**DATA TO PROCESS**
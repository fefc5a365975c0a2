#![allow(dead_code)]

use fourinrow::game::HeartbeatConfig;
use fourinrow::messages::{ClientMessage, ServerMessage};
use futures_util::{SinkExt, StreamExt};
use sqlx::SqlitePool;
use std::time::Duration;
use tokio::net::TcpListener;
use tokio_tungstenite::{MaybeTlsStream, WebSocketStream, connect_async, tungstenite::Message};

pub type WsStream = WebSocketStream<MaybeTlsStream<tokio::net::TcpStream>>;

pub struct TestServer {
    base_url: String,
    pub pool: SqlitePool,
}

impl TestServer {
    pub fn ws_url(&self, username: Option<&str>) -> String {
        match username {
            Some(name) => format!("{}/ws?username={}", self.base_url, name),
            None => format!("{}/ws", self.base_url),
        }
    }

    pub fn http_url(&self, path: &str) -> String {
        format!(
            "http://{}{}",
            self.base_url.strip_prefix("ws://").unwrap(),
            path
        )
    }
}

pub async fn memory_pool() -> SqlitePool {
    let pool = SqlitePool::connect("sqlite::memory:").await.unwrap();
    sqlx::migrate!().run(&pool).await.unwrap();
    pool
}

pub async fn spawn_test_server() -> TestServer {
    spawn_test_server_with_heartbeat(None).await
}

pub async fn spawn_test_server_with_heartbeat(heartbeat: Option<HeartbeatConfig>) -> TestServer {
    let pool = memory_pool().await;

    let listener = TcpListener::bind("127.0.0.1:0").await.unwrap();
    let addr = listener.local_addr().unwrap();

    let app_pool = pool.clone();
    tokio::spawn(async move {
        let app = fourinrow::app_with_config(app_pool, heartbeat);
        axum::serve(listener, app).await.unwrap();
    });

    TestServer {
        base_url: format!("ws://{}", addr),
        pool,
    }
}

pub async fn connect(server: &TestServer, username: &str) -> WsStream {
    let (ws, _) = connect_async(server.ws_url(Some(username)))
        .await
        .expect("Failed to connect");
    ws
}

pub fn move_msg(column: i64) -> Message {
    let json = serde_json::to_string(&ClientMessage::Move { column }).unwrap();
    Message::Text(json.into())
}

pub fn pong_msg() -> Message {
    let json = serde_json::to_string(&ClientMessage::Pong).unwrap();
    Message::Text(json.into())
}

/// Next server frame, skipping heartbeats
pub async fn recv(ws: &mut WsStream) -> ServerMessage {
    loop {
        let msg = tokio::time::timeout(Duration::from_secs(5), ws.next())
            .await
            .expect("Timed out waiting for a frame")
            .unwrap()
            .unwrap();
        let parsed: ServerMessage = serde_json::from_str(msg.to_text().unwrap()).unwrap();
        if parsed != ServerMessage::Ping {
            return parsed;
        }
    }
}

/// Assert nothing but heartbeats arrives within `window`
pub async fn expect_silence(ws: &mut WsStream, window: Duration) {
    let deadline = tokio::time::Instant::now() + window;
    loop {
        match tokio::time::timeout_at(deadline, ws.next()).await {
            Err(_) => return,
            Ok(Some(Ok(Message::Text(text)))) => {
                let parsed: ServerMessage = serde_json::from_str(&text).unwrap();
                assert_eq!(parsed, ServerMessage::Ping, "unexpected frame");
            }
            Ok(other) => panic!("unexpected event: {:?}", other),
        }
    }
}

/// Connect two players and consume their start and initial state frames.
/// `b` connects first and waits, so `a` arrives second and takes side A.
/// Returns (side A, side B, session id).
pub async fn start_game(server: &TestServer, a: &str, b: &str) -> (WsStream, WsStream, String) {
    let mut ws_b = connect(server, b).await;
    // Make sure B is waiting before A arrives
    tokio::time::sleep(Duration::from_millis(50)).await;
    let mut ws_a = connect(server, a).await;

    let mut session_id = String::new();
    for ws in [&mut ws_a, &mut ws_b] {
        assert!(matches!(recv(ws).await, ServerMessage::Start { .. }));
        let ServerMessage::State { session_id: id, .. } = recv(ws).await else {
            panic!("Expected State");
        };
        session_id = id;
    }

    (ws_a, ws_b, session_id)
}

pub async fn send(ws: &mut WsStream, msg: Message) {
    ws.send(msg).await.unwrap();
}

**TASK DESCRIPTION**
Each entry above must be repeated exactly, with nothing dropped.

**RESULT OF THE EXERCISE**
repository fefc5a365975c0a2
#![allow(dead_code)]

use fourinrow::game::HeartbeatConfig;
use fourinrow::messages::{ClientMessage, ServerMessage};
use futures_util::{SinkExt, StreamExt};
use sqlx::SqlitePool;
use std::time::Duration;
use tokio::net::TcpListener;
use tokio_tungstenite::{MaybeTlsStream, WebSocketStream, connect_async, tungstenite::Message};

pub type WsStream = WebSocketStream<MaybeTlsStream<tokio::net::TcpStream>>;

pub struct TestServer {
    base_url: String,
    pub pool: SqlitePool,
}

impl TestServer {
    pub fn ws_url(&self, username: Option<&str>) -> String {
        match username {
            Some(name) => format!("{}/ws?username={}", self.base_url, name),
            None => format!("{}/ws", self.base_url),
        }
    }

    pub fn http_url(&self, path: &str) -> String {
        format!(
            "http://{}{}",
            self.base_url.strip_prefix("ws://").unwrap(),
            path
        )
    }
}

pub async fn memory_pool() -> SqlitePool {
    let pool = SqlitePool::connect("sqlite::memory:").await.unwrap();
    sqlx::migrate!().run(&pool).await.unwrap();
    pool
}

pub async fn spawn_test_server() -> TestServer {
    spawn_test_server_with_heartbeat(None).await
}

pub async fn spawn_test_server_with_heartbeat(heartbeat: Option<HeartbeatConfig>) -> TestServer {
    let pool = memory_pool().await;

    let listener = TcpListener::bind("127.0.0.1:0").await.unwrap();
    let addr = listener.local_addr().unwrap();

    let app_pool = pool.clone();
    tokio::spawn(async move {
        let app = fourinrow::app_with_config(app_pool, heartbeat);
        axum::serve(listener, app).await.unwrap();
    });

    TestServer {
        base_url: format!("ws://{}", addr),
        pool,
    }
}

pub async fn connect(server: &TestServer, username: &str) -> WsStream {
    let (ws, _) = connect_async(server.ws_url(Some(username)))
        .await
        .expect("Failed to connect");
    ws
}

pub fn move_msg(column: i64) -> Message {
    let json = serde_json::to_string(&ClientMessage::Move { column }).unwrap();
    Message::Text(json.into())
}

pub fn pong_msg() -> Message {
    let json = serde_json::to_string(&ClientMessage::Pong).unwrap();
    Message::Text(json.into())
}

/// Next server frame, skipping heartbeats
pub async fn recv(ws: &mut WsStream) -> ServerMessage {
    loop {
        let msg = tokio::time::timeout(Duration::from_secs(5), ws.next())
            .await
            .expect("Timed out waiting for a frame")
            .unwrap()
            .unwrap();
        let parsed: ServerMessage = serde_json::from_str(msg.to_text().unwrap()).unwrap();
        if parsed != ServerMessage::Ping {
            return parsed;
        }
    }
}

/// Assert nothing but heartbeats arrives within `window`
pub async fn expect_silence(ws: &mut WsStream, window: Duration) {
    let deadline = tokio::time::Instant::now() + window;
    loop {
        match tokio::time::timeout_at(deadline, ws.next()).await {
            Err(_) => return,
            Ok(Some(Ok(Message::Text(text)))) => {
                let parsed: ServerMessage = serde_json::from_str(&text).unwrap();
                assert_eq!(parsed, ServerMessage::Ping, "unexpected frame");
            }
            Ok(other) => panic!("unexpected event: {:?}", other),
        }
    }
}

/// Connect two players and consume their start and initial state frames.
/// `b` connects first and waits, so `a` arrives second and takes side A.
/// Returns (side A, side B, session id).
pub async fn start_game(server: &TestServer, a: &str, b: &str) -> (WsStream, WsStream, String) {
    let mut ws_b = connect(server, b).await;
    // Make sure B is waiting before A arrives
    tokio::time::sleep(Duration::from_millis(50)).await;
    let mut ws_a = connect(server, a).await;

    let mut session_id = String::new();
    for ws in [&mut ws_a, &mut ws_b] {
        assert!(matches!(recv(ws).await, ServerMessage::Start { .. }));
        let ServerMessage::State { session_id: id, .. } = recv(ws).await else {
            panic!("Expected State");
        };
        session_id = id;
    }

    (ws_a, ws_b, session_id)
}

pub async fn send(ws: &mut WsStream, msg: Message) {
    ws.send(msg).await.unwrap();
}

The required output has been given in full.